Dec. 3 (Bloomberg) -- Pakistan said it will release more members of Afghanistan’s Taliban movement in a bid to help the U.S. and Afghan governments start meaningful negotiations with insurgents to end a decade-old conflict.
The plan was announced by Pakistan’s Foreign Office after Afghan Foreign Minister Zalmai Rassoul visited the capital, Islamabad, Nov. 30 and met with Prime Minister Raja Pervez Ashraf and Pakistan Foreign Minister Hina Rabbani Khar. Pakistan last month freed nine Taliban prisoners, according to the Associated Press, a move that the U.S. and Afghanistan welcomed as a positive first step and an indication that Pakistan supports the stalled Afghan peace process.
Pakistan agreed to “release more prisoners, facilitating contacts and urging the Taliban to renounce ties to al-Qaeda,” the Foreign Office said in a statement.
The U.S. and Afghanistan have long sought Pakistan’s help in facilitating talks with the Taliban, whose leadership they allege is hiding in and around the southwestern Pakistani city of Quetta in Baluchistan, a province that borders Afghanistan. Pakistan denies charges that its military protects senior insurgent commanders in a bid to maintain influence over Afghanistan’s future and oppose India’s growing role there.
Rustam Shah Mohmand, who served as Pakistan’s ambassador to Kabul between 2002 and 2005, said the release of mid-level Taliban members is unlikely on its own to persuade the movement’s leadership to begin substantial negotiations.
“As soon as they were detained, the Taliban renounced any links with them, saying that they do not belong to the movement,” he said by phone from Peshawar. “There has been a consistent stand of the Taliban that as long as coalition forces remain on the soil of Afghanistan, no negotiations will be held.”
The statement didn’t say when Pakistan will release the Taliban prisoners or who will be among them. Pakistan arrested Abdul Ghani Baradar, a lieutenant of Afghan Taliban leader Mullah Mohammad Omar, in 2010 after he had held discussions with mediators from the United Nations, the world body’s former envoy to Afghanistan, Kai Eide, told the British Broadcasting Corp.

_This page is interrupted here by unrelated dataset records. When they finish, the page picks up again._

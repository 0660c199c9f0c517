//! Error types for the package installation pipeline.
//!
//! Configuration problems (missing keys, unsupported archive suffixes,
//! unknown build types) are always fatal and never retried. Execution
//! failures abort the current batch. Transport failures are remote-only and
//! carry the SSH operation that failed.

use crate::download::DownloadError;
use camino::Utf8PathBuf;
use thiserror::Error;

/// Errors that can occur while resolving or installing packages.
#[derive(Debug, Error)]
pub enum InstallError {
    /// A mandatory package description key is absent.
    #[error("package description missing mandatory key \"{key}\"")]
    MissingKey {
        /// Name of the absent key.
        key: &'static str,
    },

    /// A package declares no way to prove it is installed.
    #[error(
        "package {name}: \"install_check_files\" and \"install_check_cmds\" cannot both be \
         empty; at least one installation check is required"
    )]
    NoInstallProof {
        /// Name of the offending package.
        name: String,
    },

    /// The package file name does not end in a recognised archive suffix.
    #[error(
        "file {file_name} is not a supported archive; supported suffixes are \
         .git, .zip, .tar, .tar.bz2, .tar.gz and .tar.xz"
    )]
    UnsupportedArchive {
        /// The unrecognised file name.
        file_name: String,
    },

    /// The package names a build type with no matching strategy.
    #[error("package {name}: build type \"{build_type}\" is not supported")]
    UnknownBuildType {
        /// Name of the offending package.
        name: String,
        /// The unrecognised build type.
        build_type: String,
    },

    /// A substitution tree contains a value outside the closed set of
    /// supported types (string, integer, boolean, list, map).
    #[error("value type \"{kind}\" is not supported in package configuration")]
    UnsupportedValue {
        /// The TOML type name of the rejected value.
        kind: &'static str,
    },

    /// The package manifest could not be read or parsed.
    #[error("invalid manifest at {path}: {reason}")]
    InvalidManifest {
        /// Path to the manifest file.
        path: Utf8PathBuf,
        /// Description of the parse or read failure.
        reason: String,
    },

    /// The `PROJECT_ROOT` environment variable is not set.
    #[error("PROJECT_ROOT environment variable is not set")]
    ProjectRootUnset,

    /// A remote host was requested without full credentials.
    #[error("remote host {host} requires --user and --password")]
    MissingCredentials {
        /// The remote host name.
        host: String,
    },

    /// A shelled-out command reported an error on stderr.
    #[error("command \"{command}\" failed: {stderr}")]
    Execution {
        /// The command line that was run.
        command: String,
        /// The captured (scrubbed) stderr text.
        stderr: String,
    },

    /// A pre- or post-install script reported an error.
    #[error("script {script} execution failed: {stderr}")]
    ScriptFailed {
        /// Path of the failing script.
        script: Utf8PathBuf,
        /// The captured stderr text.
        stderr: String,
    },

    /// A listed patch file does not exist.
    #[error("patch file {patch} does not exist")]
    PatchMissing {
        /// Path of the missing patch file.
        patch: Utf8PathBuf,
    },

    /// Patch application failed.
    #[error("patch {patch} failed to apply: {stderr}")]
    PatchFailed {
        /// Path of the failing patch file.
        patch: Utf8PathBuf,
        /// The captured stderr text.
        stderr: String,
    },

    /// A config-file source listed in the package description is absent.
    #[error("configuration file {path} does not exist")]
    ConfigFileMissing {
        /// Path of the missing source file.
        path: Utf8PathBuf,
    },

    /// Downloading a package archive failed.
    #[error(transparent)]
    Download(#[from] DownloadError),

    /// An SSH or SFTP operation failed at the transport level.
    #[error("remote {operation} failed: {message}")]
    Transport {
        /// The transport operation that failed.
        operation: &'static str,
        /// Description of the failure.
        message: String,
    },

    /// A local I/O operation failed.
    #[error("I/O error: {0}")]
    Io(#[from] std::io::Error),
}

/// Result type alias using [`InstallError`].
pub type Result<T> = std::result::Result<T, InstallError>;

The push for talks has become more urgent as the U.S.-led international coalition prepares to pull its combat troops out of Afghanistan by the end of 2014.
Efforts to discuss peace with the Taliban, which includes distinct factions, received a setback when Burhanuddin Rabbani, Afghanistan’s top official for talks with the militants, was killed in a suicide bombing last year. Rabbani’s son, Salahuddin, now heads efforts to hold talks.
Pakistan and Afghanistan also agreed last month to work together to remove the names of potential negotiators among the Taliban and other groups from a UN sanctions list to enable them to participate in peace talks.
“All concerned countries including Pakistan, Afghanistan and U.S. will facilitate safe passage to potential negotiators to advance the reconciliation process,” a delegation of Afghanistan’s High Peace Council, a body set up to negotiate with the insurgent group, said in a statement issued after it met top Pakistani officials in Islamabad last month.